__AIM OF THE TASK__:
Within the records that follow, find every line containing the string "self". Copy those lines.

[Dataset entries]
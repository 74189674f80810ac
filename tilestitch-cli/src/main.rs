//! tilestitch CLI - Command-line interface
//!
//! Renders a bounding box of web map tiles into one image and inspects the
//! zoom, tile and cache decisions behind a render.

mod commands;
mod error;

use std::path::PathBuf;

use clap::{Parser, Subcommand};

use commands::cache::CacheAction;
use commands::config::ConfigCommands;
use commands::inspect::{TilesArgs, ZoomArgs};
use commands::render::RenderArgs;
use error::CliError;

#[derive(Parser)]
#[command(name = "tilestitch")]
#[command(version = tilestitch::VERSION)]
#[command(about = "Stitch web map tiles covering a bounding box into one image", long_about = None)]
struct Cli {
    /// Config file (defaults to ~/.tilestitch/config.ini)
    #[arg(long, global = true)]
    config: Option<PathBuf>,

    #[command(subcommand)]
    command: Commands,
}

#[derive(Subcommand)]
enum Commands {
    /// Render a bounding box into an image and a JSON sidecar
    Render(RenderArgs),

    /// Print the zoom level selected for a bounding box and target size
    Zoom(ZoomArgs),

    /// List the tiles covering a bounding box at a zoom level
    Tiles(TilesArgs),

    /// Inspect the tile cache
    Cache {
        #[command(subcommand)]
        action: CacheAction,
    },

    /// Manage the configuration file
    Config {
        #[command(subcommand)]
        action: ConfigCommands,
    },
}

fn main() {
    let cli = Cli::parse();

    if let Err(e) = run(cli) {
        e.exit();
    }
}

fn run(cli: Cli) -> Result<(), CliError> {
    let config = cli.config.as_deref();
    match cli.command {
        Commands::Render(args) => commands::render::run(args, config),
        Commands::Zoom(args) => commands::inspect::run_zoom(args, config),
        Commands::Tiles(args) => commands::inspect::run_tiles(args, config),
        Commands::Cache { action } => commands::cache::run(action, config),
        Commands::Config { action } => commands::config::run(action, config),
    }
}

#[cfg(test)]
mod tests {
    use super::*;
    use clap::CommandFactory;

    #[test]
    fn test_cli_definition_is_valid() {
        Cli::command().debug_assert();
    }

    #[test]
    fn test_parse_render_with_negative_bbox() {
        let cli = Cli::try_parse_from([
            "tilestitch", "render", "--bbox", "-10", "50", "0", "60", "--width", "800",
            "--height", "600", "-o", "europe.png",
        ])
        .unwrap();

        match cli.command {
            Commands::Render(args) => {
                assert_eq!(args.bbox.bbox, vec![-10.0, 50.0, 0.0, 60.0]);
                assert_eq!((args.width, args.height), (800, 600));
                assert_eq!(args.zoom, None);
                assert_eq!(args.output, PathBuf::from("europe.png"));
            }
            _ => panic!("expected render"),
        }
    }

    #[test]
    fn test_bbox_needs_four_values() {
        let result = Cli::try_parse_from([
            "tilestitch", "tiles", "--bbox", "-10", "50", "0", "--zoom", "3",
        ]);
        assert!(result.is_err());
    }

    #[test]
    fn test_global_config_flag() {
        let cli = Cli::try_parse_from([
            "tilestitch", "cache", "stats", "--config", "/etc/tilestitch.ini",
        ])
        .unwrap();
        assert_eq!(cli.config, Some(PathBuf::from("/etc/tilestitch.ini")));
    }
}
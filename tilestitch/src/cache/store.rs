//! Storage backends for fetched tiles.
//!
//! A `TileStore` is a flat, append-only map from [`CacheKey`] to encoded tile
//! bytes. Stores never evict or delete: once written, an entry is served for
//! every later request with the same key.

use std::path::PathBuf;

use thiserror::Error;

use super::key::CacheKey;

/// Errors that can occur while reading or writing a tile store.
#[derive(Debug, Error)]
pub enum CacheError {
    /// I/O error during store operations.
    #[error("I/O error: {0}")]
    Io(#[from] std::io::Error),

    /// I/O error tied to a specific file.
    #[error("I/O error at {path}: {source}")]
    File {
        path: PathBuf,
        #[source]
        source: std::io::Error,
    },

    /// Cached bytes could not be encoded for storage.
    #[error("Failed to encode tile: {0}")]
    Encode(String),
}

/// Key-value storage for encoded tiles.
///
/// Implementations must be `Send + Sync` so one store can back several
/// caches. Writes for a single key must be atomic: a concurrent reader sees
/// either nothing or the complete value.
pub trait TileStore: Send + Sync {
    /// Retrieve the bytes stored under `key`.
    ///
    /// # Returns
    ///
    /// - `Ok(Some(data))` if the key exists
    /// - `Ok(None)` if the key is not found
    /// - `Err(_)` if the store could not be read
    fn get(&self, key: &CacheKey) -> Result<Option<Vec<u8>>, CacheError>;

    /// Store `data` under `key`, replacing any previous value.
    fn put(&self, key: &CacheKey, data: &[u8]) -> Result<(), CacheError>;

    /// Check if a key exists without reading its value.
    fn contains(&self, key: &CacheKey) -> bool;
}

impl<S: TileStore + ?Sized> TileStore for std::sync::Arc<S> {
    fn get(&self, key: &CacheKey) -> Result<Option<Vec<u8>>, CacheError> {
        (**self).get(key)
    }

    fn put(&self, key: &CacheKey, data: &[u8]) -> Result<(), CacheError> {
        (**self).put(key, data)
    }

    fn contains(&self, key: &CacheKey) -> bool {
        (**self).contains(key)
    }
}

#[cfg(test)]
mod tests {
    use super::*;

    #[test]
    fn test_cache_error_from_io() {
        let io_err = std::io::Error::new(std::io::ErrorKind::NotFound, "file not found");
        let cache_err: CacheError = io_err.into();
        assert!(matches!(cache_err, CacheError::Io(_)));
    }

    #[test]
    fn test_file_error_display_includes_path() {
        let err = CacheError::File {
            path: PathBuf::from("/cache/tile_cache_ab_x1_y2_z3.png"),
            source: std::io::Error::new(std::io::ErrorKind::PermissionDenied, "denied"),
        };
        let msg = err.to_string();
        assert!(msg.contains("/cache/tile_cache_ab_x1_y2_z3.png"));
        assert!(msg.contains("denied"));
    }
}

__EXERCISE ANSWER__:
    fn get(&self, key: &CacheKey) -> Result<Option<Vec<u8>>, CacheError>;
    fn put(&self, key: &CacheKey, data: &[u8]) -> Result<(), CacheError>;
    fn contains(&self, key: &CacheKey) -> bool;
    fn get(&self, key: &CacheKey) -> Result<Option<Vec<u8>>, CacheError> {
        (**self).get(key)
    fn put(&self, key: &CacheKey, data: &[u8]) -> Result<(), CacheError> {
        (**self).put(key, data)
    fn contains(&self, key: &CacheKey) -> bool {
        (**self).contains(key)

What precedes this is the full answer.